昨今の中国海軍は日本や他の沿岸諸国とのトラブル(フィリピン・日本・台湾…)が多い。また、無人島に滑走路を建設もしている。
それは第一列島線と言われる、九州を起点に、沖縄、台湾、フィリピン、ボルネオ島にいたるラインの存在である。これは中国海軍および中国空軍の作戦区域・対米国防ラインとされる。中国海軍にとっては、台湾有事の際の作戦海域であり、同時に対米有事において、南シナ海・東シナ海・日本海に米空母・原子力潜水艦が侵入するのを阻止せねばならない国防上の必要のため、有事において、このライン内においては、制海権を握ることを目標として、戦力整備を行っており、また作戦活動もそれに準じている。
そうなると有事の際にアメリカ海軍がこのラインを超えて、航空母艦を進めると「空母いぶき」にも出てくるが、「空母キラー」と言われるYJ91(超音速空対艦ミサイル/対レーダーミサイル)に狙われてしまう。

それに対抗するとなると現在のF-18E/FはもちろんF-35B/Cでも航続距離や長射程距離のミサイルを持てないことからF-14をもっと運用すべきだったという声があるのだそうだ。

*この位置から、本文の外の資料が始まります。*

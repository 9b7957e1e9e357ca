//! Dineflow API server

use anyhow::Context;
use dineflow_api::{create_router, AppState, Config};
use dineflow_shared::{create_migration_pool, create_pool, run_migrations};
use tokio::net::TcpListener;
use tracing_subscriber::{layer::SubscriberExt, util::SubscriberInitExt, EnvFilter};

const DEFAULT_LOG_FILTER: &str = "info,dineflow_api=debug,dineflow_billing=debug";

fn init_tracing() {
    let filter = EnvFilter::try_from_default_env().unwrap_or_else(|_| EnvFilter::new(DEFAULT_LOG_FILTER));
    let registry = tracing_subscriber::registry().with(filter);

    if std::env::var("LOG_FORMAT").is_ok_and(|f| f.eq_ignore_ascii_case("json")) {
        registry.with(tracing_subscriber::fmt::layer().json()).init();
    } else {
        registry.with(tracing_subscriber::fmt::layer()).init();
    }
}

#[tokio::main]
async fn main() -> anyhow::Result<()> {
    dotenvy::dotenv().ok();
    init_tracing();

    let config = Config::from_env().context("Failed to load configuration")?;
    tracing::info!(bind_address = %config.bind_address, "Starting Dineflow API");

    let pool = create_pool(&config.database_url, config.database_max_connections)
        .await
        .context("Failed to connect to database")?;

    if config.run_migrations {
        // Migrations need a session-mode connection; the pooler URL only works for queries
        match &config.database_direct_url {
            Some(direct_url) => {
                let migration_pool = create_migration_pool(direct_url)
                    .await
                    .context("Failed to connect for migrations")?;
                run_migrations(&migration_pool).await.context("Migrations failed")?;
                migration_pool.close().await;
            }
            None => run_migrations(&pool).await.context("Migrations failed")?,
        }
        tracing::info!("Database migrations applied");
    }

    let bind_address = config.bind_address.clone();
    let app = create_router(AppState::new(pool, config));

    let listener = TcpListener::bind(&bind_address)
        .await
        .with_context(|| format!("Failed to bind {}", bind_address))?;
    tracing::info!("Listening on {}", bind_address);

    axum::serve(listener, app)
        .with_graceful_shutdown(shutdown_signal())
        .await?;

    Ok(())
}

async fn shutdown_signal() {
    if let Err(e) = tokio::signal::ctrl_c().await {
        tracing::error!(error = %e, "Failed to install CTRL+C handler");
        std::future::pending::<()>().await;
    }
    tracing::info!("Shutdown signal received");
}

また現在のF-18E/Fの部隊が「VF-〇〇」ではなく、「VFA-○○」となっていることからも対地攻撃任務を付加した任務に移行しており、F-14のような艦隊防空任務という視点からは役不足となっているという意見もあるそうだ。さらに悲しいことにイランでも運用していることから部品を横流しされないよう、モスボール化されたF-14のほとんどが飛べなくなっているとも聞いている。

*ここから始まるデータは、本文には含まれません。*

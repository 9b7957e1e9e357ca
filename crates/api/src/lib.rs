//! Dineflow API Library
//!
//! HTTP surface of the Dineflow backend: the Stripe webhook, the owner's
//! billing page and the super-admin dashboard.

pub mod auth;
pub mod config;
pub mod error;
pub mod routes;
pub mod state;

pub use config::Config;
pub use error::{ApiError, ApiResult};
pub use routes::create_router;
pub use state::AppState;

さて、そうなるとトップガン:マーベリックの予告編で飛んでいたF-14はCGだったのかとなるが、どうも、これは実機であるらしい…。あるサイトには空母に約10年ぶりに搭載されたF-14が撮影されている。となるとまだ、稼働できる機体もあるのかもしれない…。
今後、アメリカ海軍は大型空母による戦略を変更するかもしれないが、この空母を守るための防空戦闘機の開発は国防省の海軍にとって、課題となっているようだ。艦隊防空任務にはステルス機能もさることながら、長射程のミサイルを搭載できる戦闘機が必要らしい。ひょっとすると、新しい戦闘機の開発費よりもコストがかさむのならば、戦艦ミズーリが復活したようにF-14がもう一度復活することもないわけではないという人もいるようだ。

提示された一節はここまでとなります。